**GOAL OF THE EXERCISE**
Check every line of the entries below for the word "DDTHH", and copy the ones that have it.

**EXTRACTED RECORDS**
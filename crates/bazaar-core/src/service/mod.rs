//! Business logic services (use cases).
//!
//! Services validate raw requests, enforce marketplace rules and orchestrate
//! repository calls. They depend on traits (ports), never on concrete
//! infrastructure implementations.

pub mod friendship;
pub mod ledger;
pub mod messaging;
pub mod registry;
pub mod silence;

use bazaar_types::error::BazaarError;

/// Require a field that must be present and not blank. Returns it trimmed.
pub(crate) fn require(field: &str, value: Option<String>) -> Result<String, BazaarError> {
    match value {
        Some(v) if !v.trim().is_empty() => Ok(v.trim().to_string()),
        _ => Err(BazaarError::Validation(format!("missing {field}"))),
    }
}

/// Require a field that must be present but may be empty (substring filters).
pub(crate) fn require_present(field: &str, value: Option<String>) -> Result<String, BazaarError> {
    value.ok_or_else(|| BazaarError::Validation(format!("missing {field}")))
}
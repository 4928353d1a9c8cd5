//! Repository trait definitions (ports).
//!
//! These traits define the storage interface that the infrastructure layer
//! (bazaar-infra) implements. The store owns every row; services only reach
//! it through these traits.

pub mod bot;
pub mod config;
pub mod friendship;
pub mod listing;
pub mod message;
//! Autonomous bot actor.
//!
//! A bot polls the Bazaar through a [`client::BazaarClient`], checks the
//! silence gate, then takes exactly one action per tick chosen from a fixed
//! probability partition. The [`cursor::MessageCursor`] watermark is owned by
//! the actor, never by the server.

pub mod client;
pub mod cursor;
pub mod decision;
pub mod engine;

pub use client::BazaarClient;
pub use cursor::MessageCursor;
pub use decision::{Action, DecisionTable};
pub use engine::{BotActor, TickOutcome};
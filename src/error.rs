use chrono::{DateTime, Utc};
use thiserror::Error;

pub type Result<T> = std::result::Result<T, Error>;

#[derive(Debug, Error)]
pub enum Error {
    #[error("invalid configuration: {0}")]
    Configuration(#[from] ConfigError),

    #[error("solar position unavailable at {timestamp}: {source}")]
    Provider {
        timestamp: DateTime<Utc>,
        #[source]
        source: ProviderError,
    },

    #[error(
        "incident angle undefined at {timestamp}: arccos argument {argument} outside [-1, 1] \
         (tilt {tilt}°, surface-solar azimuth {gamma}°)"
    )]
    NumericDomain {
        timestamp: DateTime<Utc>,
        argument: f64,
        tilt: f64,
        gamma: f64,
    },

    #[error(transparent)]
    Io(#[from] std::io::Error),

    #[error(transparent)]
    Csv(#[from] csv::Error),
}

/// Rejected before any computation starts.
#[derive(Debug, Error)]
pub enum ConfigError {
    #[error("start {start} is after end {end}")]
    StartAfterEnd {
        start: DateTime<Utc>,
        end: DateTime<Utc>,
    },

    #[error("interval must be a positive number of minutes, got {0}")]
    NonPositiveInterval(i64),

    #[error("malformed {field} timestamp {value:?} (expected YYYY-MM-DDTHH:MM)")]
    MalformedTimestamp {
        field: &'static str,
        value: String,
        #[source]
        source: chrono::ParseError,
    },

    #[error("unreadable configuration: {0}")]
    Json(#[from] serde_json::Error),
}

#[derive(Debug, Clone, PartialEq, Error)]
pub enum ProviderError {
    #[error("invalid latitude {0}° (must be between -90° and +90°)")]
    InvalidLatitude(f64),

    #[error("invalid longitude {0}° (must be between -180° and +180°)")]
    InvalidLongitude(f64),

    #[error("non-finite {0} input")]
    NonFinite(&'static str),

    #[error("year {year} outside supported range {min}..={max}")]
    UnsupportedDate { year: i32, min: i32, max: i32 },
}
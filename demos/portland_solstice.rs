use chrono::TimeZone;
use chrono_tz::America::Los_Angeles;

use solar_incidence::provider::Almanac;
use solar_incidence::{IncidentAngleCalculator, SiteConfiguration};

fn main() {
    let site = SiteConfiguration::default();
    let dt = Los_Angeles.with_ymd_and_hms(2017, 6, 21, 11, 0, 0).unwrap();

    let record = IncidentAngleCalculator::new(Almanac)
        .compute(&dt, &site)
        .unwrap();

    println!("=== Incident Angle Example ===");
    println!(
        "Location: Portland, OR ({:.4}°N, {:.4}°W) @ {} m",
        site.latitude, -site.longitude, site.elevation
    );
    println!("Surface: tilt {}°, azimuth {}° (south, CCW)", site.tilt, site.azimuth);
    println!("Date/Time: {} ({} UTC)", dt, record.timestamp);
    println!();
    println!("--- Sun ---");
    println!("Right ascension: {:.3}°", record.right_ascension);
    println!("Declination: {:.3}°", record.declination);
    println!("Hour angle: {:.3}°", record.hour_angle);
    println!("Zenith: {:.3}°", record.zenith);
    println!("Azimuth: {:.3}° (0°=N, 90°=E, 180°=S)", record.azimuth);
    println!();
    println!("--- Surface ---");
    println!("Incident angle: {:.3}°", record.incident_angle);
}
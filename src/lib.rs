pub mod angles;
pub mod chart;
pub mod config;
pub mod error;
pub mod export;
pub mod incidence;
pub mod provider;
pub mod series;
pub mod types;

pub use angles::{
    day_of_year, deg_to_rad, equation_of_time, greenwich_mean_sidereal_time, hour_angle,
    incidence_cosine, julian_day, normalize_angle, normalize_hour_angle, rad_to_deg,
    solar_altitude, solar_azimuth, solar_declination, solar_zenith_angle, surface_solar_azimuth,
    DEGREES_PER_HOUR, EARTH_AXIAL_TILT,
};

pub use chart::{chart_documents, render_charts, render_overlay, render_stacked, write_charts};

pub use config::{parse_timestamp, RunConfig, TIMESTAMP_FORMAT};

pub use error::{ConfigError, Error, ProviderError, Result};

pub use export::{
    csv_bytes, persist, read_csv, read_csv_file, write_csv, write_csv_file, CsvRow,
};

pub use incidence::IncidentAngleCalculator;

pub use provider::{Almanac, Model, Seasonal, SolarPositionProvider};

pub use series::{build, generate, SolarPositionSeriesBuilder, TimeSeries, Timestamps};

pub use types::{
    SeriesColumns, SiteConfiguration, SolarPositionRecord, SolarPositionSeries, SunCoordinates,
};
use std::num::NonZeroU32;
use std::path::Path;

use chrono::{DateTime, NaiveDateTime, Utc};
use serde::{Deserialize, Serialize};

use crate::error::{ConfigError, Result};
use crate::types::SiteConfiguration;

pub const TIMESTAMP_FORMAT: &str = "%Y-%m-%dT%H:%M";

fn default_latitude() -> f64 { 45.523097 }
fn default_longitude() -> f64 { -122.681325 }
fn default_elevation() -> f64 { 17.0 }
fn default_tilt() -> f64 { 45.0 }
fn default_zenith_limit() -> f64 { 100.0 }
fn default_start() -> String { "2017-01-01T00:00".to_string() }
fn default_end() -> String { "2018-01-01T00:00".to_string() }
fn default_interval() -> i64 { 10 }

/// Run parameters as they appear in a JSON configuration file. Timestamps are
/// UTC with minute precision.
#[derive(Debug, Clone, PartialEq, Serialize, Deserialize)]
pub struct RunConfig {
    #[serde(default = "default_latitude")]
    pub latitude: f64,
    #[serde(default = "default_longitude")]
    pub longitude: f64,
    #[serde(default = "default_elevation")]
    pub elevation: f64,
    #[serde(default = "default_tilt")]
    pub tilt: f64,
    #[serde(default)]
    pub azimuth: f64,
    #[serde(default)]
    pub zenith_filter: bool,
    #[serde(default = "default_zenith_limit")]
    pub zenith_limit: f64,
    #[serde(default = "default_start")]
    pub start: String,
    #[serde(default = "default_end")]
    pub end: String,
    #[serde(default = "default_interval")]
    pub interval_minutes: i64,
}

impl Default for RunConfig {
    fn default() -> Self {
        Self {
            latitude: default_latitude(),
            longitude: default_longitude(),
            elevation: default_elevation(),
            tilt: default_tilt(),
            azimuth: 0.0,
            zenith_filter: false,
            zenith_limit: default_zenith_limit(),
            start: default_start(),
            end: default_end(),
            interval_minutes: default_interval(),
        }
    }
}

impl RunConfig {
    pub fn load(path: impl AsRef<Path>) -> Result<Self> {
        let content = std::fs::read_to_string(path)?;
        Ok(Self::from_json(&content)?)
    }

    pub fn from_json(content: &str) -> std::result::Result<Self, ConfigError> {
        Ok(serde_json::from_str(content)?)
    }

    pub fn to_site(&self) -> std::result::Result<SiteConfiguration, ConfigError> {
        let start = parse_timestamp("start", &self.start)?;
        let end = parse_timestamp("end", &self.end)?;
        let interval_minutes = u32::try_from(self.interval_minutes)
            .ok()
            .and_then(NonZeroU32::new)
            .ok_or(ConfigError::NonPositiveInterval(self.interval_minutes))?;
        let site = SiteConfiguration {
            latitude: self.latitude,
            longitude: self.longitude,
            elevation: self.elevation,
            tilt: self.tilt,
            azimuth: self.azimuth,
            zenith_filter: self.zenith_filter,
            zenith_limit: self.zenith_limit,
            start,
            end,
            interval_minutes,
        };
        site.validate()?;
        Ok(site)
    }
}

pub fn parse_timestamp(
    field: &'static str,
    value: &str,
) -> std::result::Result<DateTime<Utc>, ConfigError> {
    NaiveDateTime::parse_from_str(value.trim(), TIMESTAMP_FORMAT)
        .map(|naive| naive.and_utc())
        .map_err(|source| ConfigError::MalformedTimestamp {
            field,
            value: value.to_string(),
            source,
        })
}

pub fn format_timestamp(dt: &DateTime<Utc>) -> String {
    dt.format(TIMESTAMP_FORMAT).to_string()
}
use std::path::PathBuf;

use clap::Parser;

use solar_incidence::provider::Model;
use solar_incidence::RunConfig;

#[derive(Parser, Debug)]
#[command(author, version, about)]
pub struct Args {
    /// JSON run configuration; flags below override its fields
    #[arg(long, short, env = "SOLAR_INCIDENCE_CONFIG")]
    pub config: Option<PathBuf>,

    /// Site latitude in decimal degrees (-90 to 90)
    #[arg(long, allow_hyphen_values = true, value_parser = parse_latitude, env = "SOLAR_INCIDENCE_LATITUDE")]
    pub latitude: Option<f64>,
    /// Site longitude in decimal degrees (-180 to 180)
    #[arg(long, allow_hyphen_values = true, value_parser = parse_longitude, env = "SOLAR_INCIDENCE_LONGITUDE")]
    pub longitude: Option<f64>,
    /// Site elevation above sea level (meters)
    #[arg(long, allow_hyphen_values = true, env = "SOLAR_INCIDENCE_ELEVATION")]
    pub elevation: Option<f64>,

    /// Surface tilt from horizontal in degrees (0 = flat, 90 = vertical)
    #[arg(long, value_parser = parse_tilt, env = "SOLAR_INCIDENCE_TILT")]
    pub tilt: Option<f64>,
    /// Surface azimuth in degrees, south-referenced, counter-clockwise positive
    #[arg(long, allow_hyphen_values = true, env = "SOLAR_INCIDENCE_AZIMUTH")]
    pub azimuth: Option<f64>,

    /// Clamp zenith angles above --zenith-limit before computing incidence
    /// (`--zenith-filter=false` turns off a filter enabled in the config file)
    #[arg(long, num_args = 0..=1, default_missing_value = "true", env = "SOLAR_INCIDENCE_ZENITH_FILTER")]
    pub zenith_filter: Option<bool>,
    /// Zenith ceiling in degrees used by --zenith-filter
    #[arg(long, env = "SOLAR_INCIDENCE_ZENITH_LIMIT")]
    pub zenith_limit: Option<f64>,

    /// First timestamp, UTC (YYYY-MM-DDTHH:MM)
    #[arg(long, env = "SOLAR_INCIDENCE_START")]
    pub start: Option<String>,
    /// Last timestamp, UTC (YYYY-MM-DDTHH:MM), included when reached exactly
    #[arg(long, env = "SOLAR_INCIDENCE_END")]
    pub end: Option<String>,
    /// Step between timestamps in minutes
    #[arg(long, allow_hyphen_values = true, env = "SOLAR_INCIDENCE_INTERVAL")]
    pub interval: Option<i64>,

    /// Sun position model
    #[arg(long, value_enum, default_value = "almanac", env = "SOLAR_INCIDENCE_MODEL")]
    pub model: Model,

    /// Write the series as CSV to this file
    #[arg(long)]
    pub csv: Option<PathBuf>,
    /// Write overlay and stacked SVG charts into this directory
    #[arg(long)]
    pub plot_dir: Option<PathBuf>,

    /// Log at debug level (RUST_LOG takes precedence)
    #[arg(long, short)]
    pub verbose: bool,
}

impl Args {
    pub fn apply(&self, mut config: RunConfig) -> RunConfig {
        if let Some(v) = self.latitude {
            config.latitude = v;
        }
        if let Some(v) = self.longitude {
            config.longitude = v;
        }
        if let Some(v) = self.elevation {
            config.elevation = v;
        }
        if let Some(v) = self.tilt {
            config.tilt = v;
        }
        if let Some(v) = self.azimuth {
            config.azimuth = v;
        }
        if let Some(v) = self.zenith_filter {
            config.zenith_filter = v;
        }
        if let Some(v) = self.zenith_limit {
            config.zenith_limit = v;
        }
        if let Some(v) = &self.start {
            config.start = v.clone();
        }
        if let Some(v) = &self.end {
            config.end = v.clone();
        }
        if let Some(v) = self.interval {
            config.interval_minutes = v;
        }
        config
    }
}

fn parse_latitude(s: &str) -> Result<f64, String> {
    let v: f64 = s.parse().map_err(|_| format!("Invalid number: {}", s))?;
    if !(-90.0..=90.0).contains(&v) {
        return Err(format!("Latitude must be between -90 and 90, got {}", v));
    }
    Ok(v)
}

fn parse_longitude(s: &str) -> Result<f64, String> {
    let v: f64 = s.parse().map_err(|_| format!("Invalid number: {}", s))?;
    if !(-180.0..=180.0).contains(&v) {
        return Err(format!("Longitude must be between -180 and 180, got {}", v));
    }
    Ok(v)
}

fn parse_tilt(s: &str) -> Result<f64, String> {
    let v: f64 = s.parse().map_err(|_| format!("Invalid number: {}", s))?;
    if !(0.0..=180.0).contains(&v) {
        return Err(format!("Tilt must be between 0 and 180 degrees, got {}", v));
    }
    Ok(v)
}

--

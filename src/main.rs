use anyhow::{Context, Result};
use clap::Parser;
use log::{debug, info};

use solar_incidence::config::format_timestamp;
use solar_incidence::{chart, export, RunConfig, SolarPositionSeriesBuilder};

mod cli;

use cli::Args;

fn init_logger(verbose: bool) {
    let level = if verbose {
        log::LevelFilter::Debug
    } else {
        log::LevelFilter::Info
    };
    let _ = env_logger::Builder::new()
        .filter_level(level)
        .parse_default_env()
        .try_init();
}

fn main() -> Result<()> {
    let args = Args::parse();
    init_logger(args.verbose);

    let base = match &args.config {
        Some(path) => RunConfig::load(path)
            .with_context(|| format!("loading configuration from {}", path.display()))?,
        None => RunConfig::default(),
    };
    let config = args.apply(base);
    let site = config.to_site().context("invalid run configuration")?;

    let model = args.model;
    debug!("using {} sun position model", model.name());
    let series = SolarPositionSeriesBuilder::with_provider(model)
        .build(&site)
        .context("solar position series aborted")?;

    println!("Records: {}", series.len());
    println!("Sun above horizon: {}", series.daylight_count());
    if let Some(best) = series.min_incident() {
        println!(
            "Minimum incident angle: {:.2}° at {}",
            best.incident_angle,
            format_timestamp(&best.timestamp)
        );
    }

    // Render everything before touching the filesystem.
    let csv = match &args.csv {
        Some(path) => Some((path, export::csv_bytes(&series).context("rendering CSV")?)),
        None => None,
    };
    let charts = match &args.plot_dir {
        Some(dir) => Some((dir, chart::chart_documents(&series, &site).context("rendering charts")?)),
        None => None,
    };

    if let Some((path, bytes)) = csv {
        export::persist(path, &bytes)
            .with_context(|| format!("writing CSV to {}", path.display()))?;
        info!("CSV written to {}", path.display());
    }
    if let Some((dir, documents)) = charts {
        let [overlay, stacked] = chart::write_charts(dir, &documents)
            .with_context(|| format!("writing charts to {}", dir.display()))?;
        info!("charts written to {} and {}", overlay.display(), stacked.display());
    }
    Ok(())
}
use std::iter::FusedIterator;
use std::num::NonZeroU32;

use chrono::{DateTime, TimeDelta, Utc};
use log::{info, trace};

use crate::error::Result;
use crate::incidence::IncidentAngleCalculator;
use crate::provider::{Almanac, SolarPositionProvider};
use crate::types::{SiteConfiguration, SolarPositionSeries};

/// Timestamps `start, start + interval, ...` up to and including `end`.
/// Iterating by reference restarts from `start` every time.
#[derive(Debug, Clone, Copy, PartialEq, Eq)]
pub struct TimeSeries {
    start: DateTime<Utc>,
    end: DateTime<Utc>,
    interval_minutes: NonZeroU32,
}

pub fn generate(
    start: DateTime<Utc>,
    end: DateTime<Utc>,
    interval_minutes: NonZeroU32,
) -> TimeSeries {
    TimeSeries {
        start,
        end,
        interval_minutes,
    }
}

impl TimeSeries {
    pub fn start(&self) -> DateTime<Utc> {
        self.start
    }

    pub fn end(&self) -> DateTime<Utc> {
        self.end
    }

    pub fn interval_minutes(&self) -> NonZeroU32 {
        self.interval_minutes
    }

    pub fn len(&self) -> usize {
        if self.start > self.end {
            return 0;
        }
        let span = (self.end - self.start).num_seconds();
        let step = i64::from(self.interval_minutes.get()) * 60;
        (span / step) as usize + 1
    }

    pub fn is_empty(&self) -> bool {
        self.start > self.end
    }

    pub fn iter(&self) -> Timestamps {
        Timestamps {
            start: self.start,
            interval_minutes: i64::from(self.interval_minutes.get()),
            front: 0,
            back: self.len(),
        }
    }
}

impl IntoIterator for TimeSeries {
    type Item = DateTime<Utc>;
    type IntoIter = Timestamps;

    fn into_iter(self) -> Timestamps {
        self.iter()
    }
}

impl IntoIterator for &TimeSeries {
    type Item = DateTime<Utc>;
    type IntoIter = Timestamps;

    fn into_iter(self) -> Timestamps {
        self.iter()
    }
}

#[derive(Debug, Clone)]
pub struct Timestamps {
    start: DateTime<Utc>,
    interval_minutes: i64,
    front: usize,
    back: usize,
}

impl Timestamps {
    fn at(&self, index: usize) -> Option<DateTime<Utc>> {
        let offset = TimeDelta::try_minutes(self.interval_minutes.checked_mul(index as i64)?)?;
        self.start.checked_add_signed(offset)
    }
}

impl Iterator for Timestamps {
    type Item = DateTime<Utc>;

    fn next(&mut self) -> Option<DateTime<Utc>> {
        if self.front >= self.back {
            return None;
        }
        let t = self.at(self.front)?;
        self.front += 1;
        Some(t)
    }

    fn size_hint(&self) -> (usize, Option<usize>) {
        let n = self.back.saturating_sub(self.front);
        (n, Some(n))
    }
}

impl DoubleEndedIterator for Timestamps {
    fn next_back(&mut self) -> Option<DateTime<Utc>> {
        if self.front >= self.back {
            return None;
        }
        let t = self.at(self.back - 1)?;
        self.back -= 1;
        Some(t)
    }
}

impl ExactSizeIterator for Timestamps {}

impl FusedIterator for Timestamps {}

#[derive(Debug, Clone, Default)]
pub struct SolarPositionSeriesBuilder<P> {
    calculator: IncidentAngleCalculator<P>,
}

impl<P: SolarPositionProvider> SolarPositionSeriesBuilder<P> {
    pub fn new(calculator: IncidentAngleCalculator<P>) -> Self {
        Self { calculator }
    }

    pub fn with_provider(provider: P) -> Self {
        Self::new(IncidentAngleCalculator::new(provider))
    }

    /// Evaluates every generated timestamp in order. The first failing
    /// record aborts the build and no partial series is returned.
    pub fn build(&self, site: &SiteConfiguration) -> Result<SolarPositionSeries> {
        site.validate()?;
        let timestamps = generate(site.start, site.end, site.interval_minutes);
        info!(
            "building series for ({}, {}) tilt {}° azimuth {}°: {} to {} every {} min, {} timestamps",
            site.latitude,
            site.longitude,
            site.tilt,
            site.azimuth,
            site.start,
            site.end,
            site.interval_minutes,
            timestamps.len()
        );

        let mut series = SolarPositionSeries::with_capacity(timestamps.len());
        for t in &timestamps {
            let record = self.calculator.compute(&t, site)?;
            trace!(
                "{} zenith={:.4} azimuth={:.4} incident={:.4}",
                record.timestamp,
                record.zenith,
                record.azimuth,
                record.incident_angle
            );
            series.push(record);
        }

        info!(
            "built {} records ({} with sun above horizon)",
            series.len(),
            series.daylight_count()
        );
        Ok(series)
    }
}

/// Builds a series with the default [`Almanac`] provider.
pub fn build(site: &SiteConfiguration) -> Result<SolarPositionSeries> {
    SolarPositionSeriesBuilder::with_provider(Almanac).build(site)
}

**ANSWER FOR THE TASK**
    #[error("malformed {field} timestamp {value:?} (expected YYYY-MM-DDTHH:MM)")]
    /// First timestamp, UTC (YYYY-MM-DDTHH:MM)
    /// Last timestamp, UTC (YYYY-MM-DDTHH:MM), included when reached exactly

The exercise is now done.